The prevalence, incidence, and correlates of fecal incontinence among older people residing in care homes: a systematic review
Massifufulay , Musa
Objective: Older people resident in care homes often rely on staff for support relating to their activities of daily living, including intimate care such as continence care. Managing fecal incontinence can be challenging for both residents and care staff. We conducted this review to describe the prevalence, incidence, and correlates of fecal incontinence among care home residents. Design: Systematic literature review Setting and participants: Older care home residents (both nursing and residential care) aged 60 years and above. Measures: We defined double incontinence as the presence of fecal plus urinary incontinence; isolated fecal incontinence as fecal incontinence with no urinary incontinence and all fecal incontinence as anyone with fecal incontinence (whether isolated or double). The CINAHL and MEDLINE databases were searched to 31st December 2017 to retrieve all studies reporting the prevalence and/or incidence and correlates of fecal incontinence.

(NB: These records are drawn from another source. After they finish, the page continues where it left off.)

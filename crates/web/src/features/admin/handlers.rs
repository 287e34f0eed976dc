use axum::{
    Json,
    extract::{Path, State},
    http::StatusCode,
    response::{IntoResponse, Response},
};
use storage::{
    dto::{
        presentation::CreatePresentationRequest,
        vote::{MarkAbsentRequest, RepairRequest},
    },
    models::{Presentation, PresentationRollup, VoteRecord},
    services::repair::{self, RollupRepairReport, VoteRepairReport},
};
use uuid::Uuid;
use validator::Validate;

use crate::error::WebResult;
use crate::state::AppState;

use super::services;

#[utoipa::path(
    post,
    path = "/api/admin/presentations",
    request_body = CreatePresentationRequest,
    security(
        ("bearer_auth" = [])
    ),
    responses(
        (status = 201, description = "Presentation registered", body = Presentation),
        (status = 400, description = "Validation error"),
        (status = 401, description = "Unauthorized")
    ),
    tag = "admin"
)]
pub async fn create_presentation(
    State(state): State<AppState>,
    Json(req): Json<CreatePresentationRequest>,
) -> WebResult<Response> {
    req.validate()?;

    let presentation = services::create_presentation(state.store(), req).await?;

    Ok((StatusCode::CREATED, Json(presentation)).into_response())
}

#[utoipa::path(
    patch,
    path = "/api/admin/votes/{vote_id}/absence",
    params(
        ("vote_id" = Uuid, Path, description = "Vote id")
    ),
    request_body = MarkAbsentRequest,
    security(
        ("bearer_auth" = [])
    ),
    responses(
        (status = 200, description = "Absence flag updated", body = VoteRecord),
        (status = 401, description = "Unauthorized"),
        (status = 404, description = "Vote not found")
    ),
    tag = "admin"
)]
pub async fn mark_absent(
    State(state): State<AppState>,
    Path(vote_id): Path<Uuid>,
    Json(req): Json<MarkAbsentRequest>,
) -> WebResult<Json<VoteRecord>> {
    req.validate()?;

    let vote =
        services::mark_absent(state.store(), vote_id, req.is_absent, req.reason.as_deref()).await?;

    Ok(Json(vote))
}

#[utoipa::path(
    delete,
    path = "/api/admin/votes/{vote_id}",
    params(
        ("vote_id" = Uuid, Path, description = "Vote id")
    ),
    security(
        ("bearer_auth" = [])
    ),
    responses(
        (status = 200, description = "Vote deleted, rebuilt rollup returned", body = PresentationRollup),
        (status = 401, description = "Unauthorized"),
        (status = 404, description = "Vote not found")
    ),
    tag = "admin"
)]
pub async fn delete_vote(
    State(state): State<AppState>,
    Path(vote_id): Path<Uuid>,
) -> WebResult<Json<PresentationRollup>> {
    let rollup = services::delete_vote(state.store(), vote_id).await?;
    Ok(Json(rollup))
}

#[utoipa::path(
    post,
    path = "/api/admin/repair/vote-totals",
    request_body = RepairRequest,
    security(
        ("bearer_auth" = [])
    ),
    responses(
        (status = 200, description = "Vote totals reconciled with their ratings", body = VoteRepairReport),
        (status = 401, description = "Unauthorized"),
        (status = 500, description = "A batch failed to commit")
    ),
    tag = "admin"
)]
pub async fn repair_vote_totals(
    State(state): State<AppState>,
    Json(req): Json<RepairRequest>,
) -> WebResult<Json<VoteRepairReport>> {
    req.validate()?;

    let report = repair::repair_vote_totals(state.store(), &req.options(&state.repair)).await?;
    Ok(Json(report))
}

#[utoipa::path(
    post,
    path = "/api/admin/repair/rollups",
    request_body = RepairRequest,
    security(
        ("bearer_auth" = [])
    ),
    responses(
        (status = 200, description = "Rollups rebuilt from votes", body = RollupRepairReport),
        (status = 401, description = "Unauthorized"),
        (status = 500, description = "A batch failed to commit")
    ),
    tag = "admin"
)]
pub async fn repair_rollups(
    State(state): State<AppState>,
    Json(req): Json<RepairRequest>,
) -> WebResult<Json<RollupRepairReport>> {
    req.validate()?;

    let report =
        repair::repair_presentation_rollups(state.store(), &req.options(&state.repair)).await?;
    Ok(Json(report))
}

Results: We identified 278 citations after removing duplicates, and 23 articles met the inclusion criteria. There were 12 high quality studies, 5 medium and 6 low quality studies. The medians for prevalence (as reported by the studies) of isolated fecal incontinence, double incontinence and all fecal incontinence were 3.5% (interquartile range [IQR] = 2.8%), 47.1% (interquartile range [IQR] = 32.1%), and 42.8% (interquartile range [IQR] = 21.1%) respectively. The most frequently reported correlates of fecal incontinence were cognitive impairment, limited functional capacity, urinary incontinence, reduced mobility, advanced age, and diarrhoea. Conclusions/implications: Fecal incontinence is prevalent among older people living in care homes. Correlates included impaired ability to undertake activities of daily living, reduced mobility, laxative use, and altered stool consistency (e.g. constipation or diarrhoea) which are potentially amendable to interventions to improve fecal incontinence.